Ho, a judge on the US Court of Appeals for the Fifth Circuit, and Branch, an Eleventh Circuit judge, previously said they wouldn’t hire future clerks from Yale Law, citing what they said was the school’s “cancel culture.” In a Saturday speech at Texas Review of Law & Politics’ annual banquet, Ho said that same policy will apply to Stanford Law School.
“We will not hire any student who chooses to attend Stanford Law School in the future,” Ho said in reference to himself and Branch, according to prepared remarks reviewed by Bloomberg Law.
Ho was being honored at the banquet as the Texas Review of Law & Politics’s Jurist of the Year. The remarks were first reported by the Free Beacon.
The move comes after Stanford students supporting LGBTQ rights protested a March 9 speech by Fifth Circuit Judge Kyle Duncan. The interaction made news after videos of Duncan and protesters facing off were posted online. Stanford administrators apologized to the judge for the disruption, which they said was against school policy.
Stanford Law Dean Jenny Martinez later announced in a ten-page letter that an administrator who stepped in during the speech was on leave and all students would be required to attend educational programming on free speech.
Ho, who has an undergraduate degree from Stanford, acknowledged the letter has received praise “for standing up for free speech” but said he doesn’t see it that way. Ho questioned the sincerity of the letter, calling it a “dramatic change of heart” after Martinez first defended administrators as “well intentioned.”
“Anyone can talk a big game about freedom of speech. We all know how to give flowery speeches about intellectual freedom. The recent letter from the Stanford Dean contains some good words, too. But that letter promises no meaningful, lasting institutional change to eradicate discrimination,” Ho said.
Stanford Law School didn’t immediately respond to a request for comment about the boycott.
Ho and Branch previously wrote about the Duncan incident in the National Review, arguing that law schools should punish students who participate in “disruptive tactics” and said they’re failing to “teach students how to become good citizens.”
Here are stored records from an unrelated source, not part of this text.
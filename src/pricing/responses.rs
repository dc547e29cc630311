//! Response DTOs for pricing API endpoints.

use rust_decimal::Decimal;
use serde::Serialize;

use super::calculators::StayPrice;

/// Money value for JSON responses
#[derive(Debug, Clone, PartialEq, Serialize)]
pub struct MoneyResponse {
    #[serde(with = "rust_decimal::serde::str")]
    pub amount: Decimal,
    pub currency: String,
}

impl MoneyResponse {
    pub fn new(amount: Decimal, currency: &str) -> Self {
        Self {
            amount,
            currency: currency.to_string(),
        }
    }
}

/// Response for a stay total.
///
/// `total` is null when no price could be derived; the console keeps the
/// total it already shows.
#[derive(Debug, Serialize)]
pub struct TotalResponse {
    pub total: Option<MoneyResponse>,
    pub day_span: Option<i64>,
    pub guest_count: i32,
    pub rate_per_guest_per_day: MoneyResponse,
}

impl TotalResponse {
    pub fn from_price(
        price: Option<StayPrice>,
        guest_count: i32,
        rate_per_guest_per_day: Decimal,
        currency: &str,
    ) -> Self {
        Self {
            total: price.as_ref().map(|p| MoneyResponse::new(p.total, currency)),
            day_span: price.as_ref().map(|p| p.day_span),
            guest_count,
            rate_per_guest_per_day: MoneyResponse::new(rate_per_guest_per_day, currency),
        }
    }
}

/// Response for a property quote
#[derive(Debug, Serialize)]
pub struct QuoteResponse {
    pub property_id: i64,
    #[serde(flatten)]
    pub total: TotalResponse,
}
Ho’s initial boycott of Yale clerks, which Branch later joined, has received some pushback from lawyers and academics, some of whom argued it punishes students for grievances with the school administration. One fellow federal judge called the boycott “ugly.”
But Ho defended the boycott Saturday as a way to either influence the administration to change or show students they should choose another school. He said students and scholars at Yale “have gone out of their way” to tell him and Branch they support the boycott.
“In fact, some have admitted to us that they disagreed with us at first—but now that they’ve seen how the administration is reacting, they get it. And now they’re the ones urging us to keep it up—and not to pull back,” Ho said.
Tim Rosenberger, president of the Stanford chapter of the conservative Federalist Society, said that the judges are “showing real leadership in taking this step” and hoped more judges, if not, the broader profession would act as well. Rosenberger said he hoped Stanford wouldn’t be on the list for long and encouraged prospective students to continue applying to the school.
“I’m certainly ready to work with our school to get pulled off the blacklist, and I think we have a lot of really good ideas for how to address the concerns these judges have,” Rosenberger said.